Auch in Kroatien gingen die Kämpfe weiter. In Slavonski Brod an der Grenze zu Bosnien wurde gestern Luftalarm ausgelöst, nachdem Hubschrauber der jugoslawischen Bundesarmee den Ort und mehrere umliegende Dörfer überflogen hatten. Nach Angaben des Hohen Flüchtlingskommissariats der Vereinten Nationen (UNHCR) halten sich derzeit 40.000 Flüchtlinge in Slavonski Brod auf.

In der nur noch aus Serbien und Montenegro bestehenden Föderativen Republik Jugoslawien (FRJ) soll noch in diesem Jahr ein neues Parlament gewählt werden. Wie Tanjug meldete, schlug die Regierung von Ministerpräsident Milan Panic eine Verfassungsänderung vor, die die Wahlen zum Zweikammerparlament auf „spätestens“ 31. Dezember festsetzt. Das Parlament werde Anfang September über den Vorschlag abstimmen.

Die älteste serbische Tageszeitung Politika ist nach einem zweitägigen Streik gestern wieder an den Kiosken erschienen. Journalisten und Drucker des größten Zeitungsverlags Restjugoslawiens streikten, nachdem das serbische Parlament am Donnerstag das Gesetz zur Verstaatlichung des Unternehmens verabschiedet hatte. Doch der serbische Republikspräsident Slobodan Milosevic nutzte sein Vetorecht und unterschrieb das Gesetz nicht. „Dieses Gesetz ist verfassungswidrig“, entschied Milosevic.

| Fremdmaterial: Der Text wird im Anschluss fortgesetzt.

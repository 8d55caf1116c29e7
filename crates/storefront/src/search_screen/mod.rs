//! # Search Screen
//!
//! The `/search` page: a product grid driven entirely by the URL's query
//! string.
//!
//! ## Structure
//!
//! - [`query`] - Location ⇄ [`FilterState`](crate::model::FilterState) ([`parse_filters`], [`build_url`])
//! - [`entity`] - [`Screen`](screen_framework::Screen) implementation for [`SearchScreen`]
//! - [`view`] - Turns filters, load state and categories into a [`SearchView`]
//! - [`error`] - [`SearchError`] type
//! - [`new()`] - Factory function that creates the actor and client
//!
//! ## Flow
//!
//! Every interaction is a navigation. Clicking "Shirts" in the sidebar builds
//! `build_url(current, {category: "Shirts"})` and navigates there; the actor
//! parses it back into a `FilterState`, sees that it changed, enters
//! `Loading` and fetches. Results for filters that have since been replaced
//! are dropped.
//!
//! ## Usage
//!
//! ```rust
//! use std::sync::Arc;
//! use storefront::api::{mock::MockCatalog, CatalogApi};
//! use storefront::model::{FilterState, ResultSet};
//! use storefront::search_screen;
//!
//! #[tokio::main]
//! async fn main() {
//!     let catalog = MockCatalog::new();
//!     let empty = ResultSet { products: vec![], page: 1, pages: 0, count_products: 0 };
//!     catalog.search.expect(FilterState::default()).return_ok(empty.clone());
//!
//!     let (actor, client) = search_screen::new(8);
//!     let api: Arc<dyn CatalogApi> = Arc::new(catalog);
//!     tokio::spawn(actor.run(api));
//!
//!     client.navigate("/search").await.unwrap();
//!     let snapshot = client.settled().await.unwrap();
//!     assert_eq!(snapshot.state.data(), Some(&empty));
//! }
//! ```

pub mod entity;
pub mod error;
pub mod query;
pub mod view;

pub use entity::*;
pub use error::*;
pub use query::*;
pub use view::*;

use screen_framework::{ScreenActor, ScreenClient};

/// Creates a new search screen actor and its client.
pub fn new(buffer_size: usize) -> (ScreenActor<SearchScreen>, ScreenClient<SearchScreen>) {
    ScreenActor::new(buffer_size)
}
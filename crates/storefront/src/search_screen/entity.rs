//! [`Screen`] implementation for the search page.

use super::error::SearchError;
use super::query::parse_filters;
use crate::api::CatalogApi;
use crate::model::{FilterState, ResultSet};
use async_trait::async_trait;
use screen_framework::Screen;
use std::sync::Arc;

/// The `/search` screen. Parameters are the [`FilterState`] in the URL, data
/// is one page of results.
pub struct SearchScreen;

#[async_trait]
impl Screen for SearchScreen {
    type Params = FilterState;
    type Data = ResultSet;
    type Error = SearchError;
    type Context = Arc<dyn CatalogApi>;

    fn params_from_location(location: &str) -> FilterState {
        parse_filters(location)
    }

    async fn load(filters: &FilterState, api: &Arc<dyn CatalogApi>) -> Result<ResultSet, SearchError> {
        api.search(filters).await.map_err(SearchError::FetchFailed)
    }
}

Die Verabschiedung des Gesetzes war seit Tagen das wichtigste politische Thema Serbiens. Die alleinregierenden Sozialisten unter Milosevic hatten ohne Schwierigkeiten den Gesetzentwurf im von ihnen dominierten Parlament durchgesetzt. Aber die gesamte Opposition sowie Fach- und Interessengemeinschaften traten entschlossen gegen die Verstaatlichung des Unternehmens und vor allem der einflußreichsten Tageszeitung ein. Die 4.000 Beschäftigten traten in den Streik.

Mit seinem neuesten politischen Schritt hat Slobodan Milosevic, der starke Mann Serbiens, wieder die Spekulationen gestärkt, daß in seiner Sozialistischen Partei Uneinheit herrscht. Nachdem er das Gesetz an das Parlament zurückgeschickt hat, erwartet man in Belgrad, daß auch das Ende der Regierung des von Milosevic bestellten Radoman Bozovic abzusehen ist.